Dica de Filme

Gravidade
2013
Direção: Alfonso Cuarón


Em tese, todas as histórias de sobrevivência são fascinantes. No entanto, é preciso que quem conte tais histórias tenham em mente que se tratam, única e exclusivamente, de narrativas de sobrevivência. Só. Ir além disso, é correr um risco grande, pois, introduzir, nesse tipo de enredo, metáforas, histórias paralelas que tenham alguma moral, ou apenas expor uma ideia a mais do roteiro, pode deixar o resultado final pedante, sacal. Recentemente, o roteiro de "O Regresso" quase colocou o filme a perder devido a isso. E, alguns anos antes, o filme "Gravidade" padeceu do mesmo mal.

Se não, vejamos o enredo: Matt Kowalski (interpretado com carisma por George Clooney) é um astronauta experiente que está em missão para o conserto do telescópio Hubble juntamente com a (não tão experiente assim) doutora Ryan Stone (feita por uma Sandra Bullock com categoria). Ambos, porém, são surpreendidos por uma chuva de destroços decorrente da destruição de um satélite por um míssil russo, que faz com que sejam jogados no espaço sideral. A partir dá, os dois terão que passar por diversos momentos tensos até acharem algum outro satélite do qual possam voltar à Terra.
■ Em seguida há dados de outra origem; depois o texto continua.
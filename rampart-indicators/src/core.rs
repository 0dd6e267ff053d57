//! Core traits shared by all indicators.

use rampart_core::Price;
use thiserror::Error;

/// Convenience alias for indicator construction results.
pub type IndicatorResult<T> = Result<T, IndicatorError>;

/// Common configuration errors emitted by indicators.
#[derive(Debug, Error, PartialEq)]
pub enum IndicatorError {
    /// Returned when a period of zero is provided.
    #[error("{name} requires period > 0 (got {period})")]
    InvalidPeriod {
        /// Human-readable indicator name.
        name: &'static str,
        /// User-provided period value.
        period: usize,
    },
    /// Returned when a parameter must be finite and non-negative.
    #[error("{name} parameter '{parameter}' must be non-negative (got {value})")]
    InvalidParameter {
        /// Human-readable indicator name.
        name: &'static str,
        /// Name of the invalid parameter (e.g., `std_multiplier`).
        parameter: &'static str,
        /// Provided parameter value.
        value: f64,
    },
}

impl IndicatorError {
    /// Helper constructor for invalid period errors.
    pub fn invalid_period(name: &'static str, period: usize) -> Self {
        Self::InvalidPeriod { name, period }
    }

    /// Helper constructor for invalid parameter errors.
    pub fn invalid_parameter(name: &'static str, parameter: &'static str, value: f64) -> Self {
        Self::InvalidParameter {
            name,
            parameter,
            value,
        }
    }
}

pub(crate) fn ensure_period(name: &'static str, period: usize) -> IndicatorResult<usize> {
    if period == 0 {
        Err(IndicatorError::invalid_period(name, period))
    } else {
        Ok(period)
    }
}

/// Core abstraction implemented by every indicator in the library.
pub trait Indicator {
    /// Value produced after each update.
    type Output;

    /// Consumes a new close price and returns the most recent value, if available.
    fn next(&mut self, input: Price) -> Option<Self::Output>;

    /// Resets the indicator to its initial state.
    fn reset(&mut self);

    /// Replays a full series from a clean state and returns the final value.
    fn last_over(&mut self, series: &[Price]) -> Option<Self::Output>
    where
        Self: Sized,
    {
        self.reset();
        series.iter().fold(None, |_, price| self.next(*price))
    }
}

#[cfg(test)]
mod tests {
    use super::*;

    struct Counter(usize);

    impl Indicator for Counter {
        type Output = usize;

        fn next(&mut self, _input: Price) -> Option<usize> {
            self.0 += 1;
            (self.0 >= 2).then_some(self.0)
        }

        fn reset(&mut self) {
            self.0 = 0;
        }
    }

    #[test]
    fn last_over_replays_from_clean_state() {
        let mut counter = Counter(10);
        assert_eq!(counter.last_over(&[1.0, 2.0, 3.0]), Some(3));
        assert_eq!(counter.last_over(&[1.0]), None);
        assert_eq!(counter.last_over(&[]), None);
    }

    #[test]
    fn zero_period_is_rejected() {
        assert_eq!(
            ensure_period("EMA", 0),
            Err(IndicatorError::invalid_period("EMA", 0))
        );
        assert_eq!(ensure_period("EMA", 3), Ok(3));
    }
}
De cara, percebe-se um irritante cunho político na história, já que Matt e Ryan entram em perigo devido a uma peripécia dos (sempre eles) russos. Mas, a grande vergonha alheia vem na parte final, quando a salvação pode vim de um satélite chinês (ou seja: ser comunista pode, contanto, que forneça o nosso Nike...). Vejam bem: se essas nacionalidades, da forma como é construído o roteiro, não fossem mencionadas, o filme ganharia muito. Afinal, são duas pessoas que apenas estão tentando sobreviver no espaço. Ponto. Colocar esse pseudo-cunho político foi, deveras, forçar a amizade.

Outra ponto desfavorável da produção é, mais uma vez, um ponto de seu roteiro, quando a história apela para sentimentalismos, apenas para dar uma carga emocional maior na trama, e fazer o espectador ter mais empatia com os personagens (em especial, Sandra Bullock). São pontos, novamente, desnecessários. Você pode não saber nada da vida particular da pessoa para sentir alguma forma de piedade pelo sofrimento dela. E, pode muito bem entender que ela esteja se esforçando pra viver, apesar dos problemas que ela tenha. Pelo menos, alguns desses pontos são bem colocados, levando a alguma reflexão ("você tem alguém na Terra que olha pro Céu, e espera por você?"; "vale a pena voltar, e continuar a vida que tem?").




Por incrível que pareça, mesmo com tantos problemas em seu roteiro, "Gravidade" consegue ser (muito) bom. Primeiro, mérito do diretor Cuarón, que consegue manter a tensão nas cenas, e construir planos-sequência formidáveis, fazendo o espectador (literalmente) emergir nas estupendas imagens. Nisso, o cineasta, assim como em seu melhor filme ("Filhos da Esperança") consegue desenvolver uma narrativa que envolve quem assiste, mostrando pra muito diretor metido a cult que uma das essências da cinema é justamente o envolvimento sensorial.

As atuações também são dignas de nota, com destaque para Bullock, que consegue passar toda a angústia e sofrimento de sua personagem ante uma morte evidente. Os efeitos visuais são deslumbrantes e aterradores na medida certa. Sentimos nosso corpo flutuar a cada segundo do filme, e, nas partes de ação, ficamos apavorados. Um deslumbre de imagens econômico, é verdade (em comparação a outros blockbusters), mas, muitíssimo eficiente. E, claro, o (não) uso do som dá um toque extra à história, passando toda a sensação de desolamento no espeço, fazendo de nós não meros espectadores, mas, personagens também.




Voltando a "O Regresso", é interessante notar como ambos tem exatamente as mesmas qualidades (direção e efeitos especiais estupendos, atuações excelentes e uma premissa boa da história) e o mesmo defeito (um roteiro nada humilde que não assume ser uma simples história de sobrevivência, e quer ser mais do que, de fato, é). É isso, e apenas isso, que impede "Gravidade" de ser um filmão, mesmo estando bem acima da média das atuais superproduções hollywoodianas. Mesmo assim, é um interessante exercício de cinema, que demonstra, com maestria, a inventividade de seu realizador, Alfonso Cuarón. Torcer, apenas, pra que ele não fique tão megalomaníaco quanto Iñarritu.